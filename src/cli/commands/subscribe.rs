//! Subscribe command - connect and stream received events to stdout.

use std::sync::Arc;

use anyhow::{bail, Context, Result};
use chrono::Utc;
use serde::Serialize;
use serde_json::Value;
use tokio::signal::unix::{signal, SignalKind};
use tokio::time::{sleep, Duration};

use crate::cli::args::{OutputFormat, SubscribeArgs};
use crate::client::listeners::EventListener;
use crate::client::TachyonClient;
use crate::core::config::ClientConfig;
use crate::events::{MessageEvent, PresenceEvent};
use crate::net::http::HttpTransport;
use crate::subscribe::scheduler::SubscribeCall;
use crate::subscribe::status::SubscribeStatus;

pub async fn run_subscribe(args: SubscribeArgs) -> Result<()> {
    let config = build_config(&args)?;
    if args.channels.is_empty() && args.groups.is_empty() {
        bail!("nothing to subscribe to: pass --channel and/or --group");
    }

    let transport = Arc::new(HttpTransport::new(&config).context("build transport")?);
    let client = TachyonClient::new(config, transport).context("build client")?;
    client.add_listener(Arc::new(StdoutListener {
        format: args.format,
    }));

    let engine = client.engine();
    if args.presence {
        engine.add_presence(args.channels.iter().map(String::as_str));
    }
    engine.add_channels(args.channels.clone());
    engine.add_groups(args.groups.clone());
    let mut call = SubscribeCall::initial();
    if let Some(timetoken) = args.timetoken {
        call = call.with_timetoken(timetoken);
    }
    engine.subscribe(call, None);
    eprintln!(
        "subscribed to {} channel(s), {} group(s)",
        args.channels.len(),
        args.groups.len()
    );

    // Stream until the process is told to stop, then leave cleanly so the
    // broker announces this client's departure.
    let mut interrupt = signal(SignalKind::interrupt()).context("install SIGINT handler")?;
    let mut terminate = signal(SignalKind::terminate()).context("install SIGTERM handler")?;
    let reason = tokio::select! {
        _ = interrupt.recv() => "interrupt",
        _ = terminate.recv() => "terminate",
    };
    eprintln!("caught {reason} signal; leaving all subscriptions...");
    client.unsubscribe_all();
    // Give the leave request a moment to reach the broker.
    sleep(Duration::from_millis(500)).await;
    Ok(())
}

fn build_config(args: &SubscribeArgs) -> Result<ClientConfig> {
    let mut config = match (&args.config, &args.subscribe_key) {
        (Some(path), _) => ClientConfig::load(path)?,
        (None, Some(key)) => {
            let uuid = args
                .uuid
                .clone()
                .unwrap_or_else(|| format!("tachyon-{}", short_uuid()));
            ClientConfig::new(key.clone(), uuid)
        }
        (None, None) => bail!("either --config or --subscribe-key is required"),
    };
    if let Some(uuid) = &args.uuid {
        config.uuid = uuid.clone();
    }
    if let Some(origin) = &args.origin {
        config.origin = origin.clone();
    }
    if let Some(filter) = &args.filter {
        config.filter_expression = Some(filter.clone());
    }
    config.validate()?;
    Ok(config)
}

fn short_uuid() -> String {
    uuid::Uuid::new_v4()
        .to_string()
        .split('-')
        .next()
        .unwrap_or("anon")
        .to_string()
}

// -----------------------------------------------------------------------------
// Output
// -----------------------------------------------------------------------------

struct StdoutListener {
    format: OutputFormat,
}

#[derive(Serialize)]
struct MessageOutput<'a> {
    ts: String,
    kind: &'static str,
    channel: &'a str,
    timetoken: u64,
    #[serde(skip_serializing_if = "Option::is_none")]
    publisher: Option<&'a str>,
    payload: &'a Value,
}

impl StdoutListener {
    fn emit(&self, kind: &'static str, channel: &str, timetoken: u64, publisher: Option<&str>, payload: &Value) {
        match self.format {
            OutputFormat::Json => {
                let line = MessageOutput {
                    ts: Utc::now().to_rfc3339(),
                    kind,
                    channel,
                    timetoken,
                    publisher,
                    payload,
                };
                if let Ok(json) = serde_json::to_string(&line) {
                    println!("{json}");
                }
            }
            OutputFormat::Raw => {
                if let Some(text) = payload.as_str() {
                    println!("{text}");
                } else {
                    println!("{payload}");
                }
            }
        }
    }
}

impl EventListener for StdoutListener {
    fn on_status(&self, status: &SubscribeStatus) {
        eprintln!(
            "status: {:?} (error: {}, retry: {})",
            status.category, status.is_error, status.automatically_retry
        );
    }

    fn on_message(&self, message: &MessageEvent) {
        self.emit(
            "message",
            &message.channel,
            message.timetoken,
            message.publisher.as_deref(),
            &message.payload,
        );
    }

    fn on_signal(&self, signal: &MessageEvent) {
        self.emit(
            "signal",
            &signal.channel,
            signal.timetoken,
            signal.publisher.as_deref(),
            &signal.payload,
        );
    }

    fn on_presence(&self, event: &PresenceEvent) {
        if matches!(self.format, OutputFormat::Json) {
            let payload = serde_json::json!({
                "action": event.action,
                "uuid": event.uuid,
                "occupancy": event.occupancy,
            });
            self.emit("presence", &event.channel, event.timetoken, None, &payload);
        }
    }
}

BRIEF: Transcribe every record above exactly.

ANSWER TO THIS PROBLEM:
filename src/cli/commands/subscribe.rs
//! Subscribe command - connect and stream received events to stdout.

use std::sync::Arc;

use anyhow::{bail, Context, Result};
use chrono::Utc;
use serde::Serialize;
use serde_json::Value;
use tokio::signal::unix::{signal, SignalKind};
use tokio::time::{sleep, Duration};

use crate::cli::args::{OutputFormat, SubscribeArgs};
use crate::client::listeners::EventListener;
use crate::client::TachyonClient;
use crate::core::config::ClientConfig;
use crate::events::{MessageEvent, PresenceEvent};
use crate::net::http::HttpTransport;
use crate::subscribe::scheduler::SubscribeCall;
use crate::subscribe::status::SubscribeStatus;

pub async fn run_subscribe(args: SubscribeArgs) -> Result<()> {
    let config = build_config(&args)?;
    if args.channels.is_empty() && args.groups.is_empty() {
        bail!("nothing to subscribe to: pass --channel and/or --group");
    }

    let transport = Arc::new(HttpTransport::new(&config).context("build transport")?);
    let client = TachyonClient::new(config, transport).context("build client")?;
    client.add_listener(Arc::new(StdoutListener {
        format: args.format,
    }));

    let engine = client.engine();
    if args.presence {
        engine.add_presence(args.channels.iter().map(String::as_str));
    }
    engine.add_channels(args.channels.clone());
    engine.add_groups(args.groups.clone());
    let mut call = SubscribeCall::initial();
    if let Some(timetoken) = args.timetoken {
        call = call.with_timetoken(timetoken);
    }
    engine.subscribe(call, None);
    eprintln!(
        "subscribed to {} channel(s), {} group(s)",
        args.channels.len(),
        args.groups.len()
    );

    // Stream until the process is told to stop, then leave cleanly so the
    // broker announces this client's departure.
    let mut interrupt = signal(SignalKind::interrupt()).context("install SIGINT handler")?;
    let mut terminate = signal(SignalKind::terminate()).context("install SIGTERM handler")?;
    let reason = tokio::select! {
        _ = interrupt.recv() => "interrupt",
        _ = terminate.recv() => "terminate",
    };
    eprintln!("caught {reason} signal; leaving all subscriptions...");
    client.unsubscribe_all();
    // Give the leave request a moment to reach the broker.
    sleep(Duration::from_millis(500)).await;
    Ok(())
}

fn build_config(args: &SubscribeArgs) -> Result<ClientConfig> {
    let mut config = match (&args.config, &args.subscribe_key) {
        (Some(path), _) => ClientConfig::load(path)?,
        (None, Some(key)) => {
            let uuid = args
                .uuid
                .clone()
                .unwrap_or_else(|| format!("tachyon-{}", short_uuid()));
            ClientConfig::new(key.clone(), uuid)
        }
        (None, None) => bail!("either --config or --subscribe-key is required"),
    };
    if let Some(uuid) = &args.uuid {
        config.uuid = uuid.clone();
    }
    if let Some(origin) = &args.origin {
        config.origin = origin.clone();
    }
    if let Some(filter) = &args.filter {
        config.filter_expression = Some(filter.clone());
    }
    config.validate()?;
    Ok(config)
}

fn short_uuid() -> String {
    uuid::Uuid::new_v4()
        .to_string()
        .split('-')
        .next()
        .unwrap_or("anon")
        .to_string()
}

// -----------------------------------------------------------------------------
// Output
// -----------------------------------------------------------------------------

struct StdoutListener {
    format: OutputFormat,
}

#[derive(Serialize)]
struct MessageOutput<'a> {
    ts: String,
    kind: &'static str,
    channel: &'a str,
    timetoken: u64,
    #[serde(skip_serializing_if = "Option::is_none")]
    publisher: Option<&'a str>,
    payload: &'a Value,
}

impl StdoutListener {
    fn emit(&self, kind: &'static str, channel: &str, timetoken: u64, publisher: Option<&str>, payload: &Value) {
        match self.format {
            OutputFormat::Json => {
                let line = MessageOutput {
                    ts: Utc::now().to_rfc3339(),
                    kind,
                    channel,
                    timetoken,
                    publisher,
                    payload,
                };
                if let Ok(json) = serde_json::to_string(&line) {
                    println!("{json}");
                }
            }
            OutputFormat::Raw => {
                if let Some(text) = payload.as_str() {
                    println!("{text}");
                } else {
                    println!("{payload}");
                }
            }
        }
    }
}

impl EventListener for StdoutListener {
    fn on_status(&self, status: &SubscribeStatus) {
        eprintln!(
            "status: {:?} (error: {}, retry: {})",
            status.category, status.is_error, status.automatically_retry
        );
    }

    fn on_message(&self, message: &MessageEvent) {
        self.emit(
            "message",
            &message.channel,
            message.timetoken,
            message.publisher.as_deref(),
            &message.payload,
        );
    }

    fn on_signal(&self, signal: &MessageEvent) {
        self.emit(
            "signal",
            &signal.channel,
            signal.timetoken,
            signal.publisher.as_deref(),
            &signal.payload,
        );
    }

    fn on_presence(&self, event: &PresenceEvent) {
        if matches!(self.format, OutputFormat::Json) {
            let payload = serde_json::json!({
                "action": event.action,
                "uuid": event.uuid,
                "occupancy": event.occupancy,
            });
            self.emit("presence", &event.channel, event.timetoken, None, &payload);
        }
    }
}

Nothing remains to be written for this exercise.